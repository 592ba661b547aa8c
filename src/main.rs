use std::path::PathBuf;

use anyhow::{Context, Result};
use clap::Parser;
use tokio::io::{stdin, stdout, BufReader};
use tracing_subscriber::EnvFilter;

use mailpane::{App, Config, HttpMailApi, MailClient};

/// Terminal front end for a REST mail backend.
#[derive(Debug, Parser)]
#[command(name = "mailpane", version, about)]
struct Cli {
    /// Path to a JSON config file.
    #[arg(long)]
    config: Option<PathBuf>,

    /// Backend root URL, overriding the config file.
    #[arg(long, env = "MAILPANE_BASE_URL")]
    base_url: Option<String>,
}

fn init_tracing(default_filter: &str) {
    let filter =
        EnvFilter::try_from_default_env().unwrap_or_else(|_| EnvFilter::new(default_filter));
    tracing_subscriber::fmt()
        .with_env_filter(filter)
        .with_writer(std::io::stderr)
        .init();
}

#[tokio::main]
async fn main() -> Result<()> {
    let cli = Cli::parse();

    let mut config = Config::load(cli.config.as_deref())?;
    if let Some(base_url) = cli.base_url {
        config = config.with_base_url(base_url);
    }

    init_tracing(&config.log_filter);
    tracing::info!(base_url = %config.base_url, "starting mailpane");

    let api = HttpMailApi::from_config(&config).context("failed to create HTTP client")?;
    let app = App::new(MailClient::new(api));

    app.run(BufReader::new(stdin()), stdout()).await
}
//! mailpane: a thin, keyboard-driven front end for a REST mail backend.
//!
//! The crate is organized into:
//! - `domain`: emails, mailboxes and the payloads exchanged with the backend
//! - `services`: the [`MailApi`] seam and its HTTP implementation
//! - `ui`: the [`Document`] and the panels it owns
//! - `app`: view state, the [`MailClient`] controller and the command loop
//! - `config`: runtime settings

pub mod app;
pub mod config;
pub mod domain;
pub mod error;
pub mod services;
pub mod ui;

pub use app::{App, MailClient, ReadReport, ViewState};
pub use config::Config;
pub use domain::{Email, EmailId, Mailbox, ServerNotice};
pub use error::{ClientError, Result};
pub use services::{HttpMailApi, MailApi};
pub use ui::Document;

------------------------------------------------------------

WORK INSTRUCTIONS >> Nothing should appear in the answer except the lines above from the line with "the config file." through the line with "init_tracing(&config.log_filter);", both included, written out exactly.

REPLY TO THE EXERCISE >>
    /// Backend root URL, overriding the config file.
    #[arg(long, env = "MAILPANE_BASE_URL")]
    base_url: Option<String>,
}

fn init_tracing(default_filter: &str) {
    let filter =
        EnvFilter::try_from_default_env().unwrap_or_else(|_| EnvFilter::new(default_filter));
    tracing_subscriber::fmt()
        .with_env_filter(filter)
        .with_writer(std::io::stderr)
        .init();
}

#[tokio::main]
async fn main() -> Result<()> {
    let cli = Cli::parse();

    let mut config = Config::load(cli.config.as_deref())?;
    if let Some(base_url) = cli.base_url {
        config = config.with_base_url(base_url);
    }

    init_tracing(&config.log_filter);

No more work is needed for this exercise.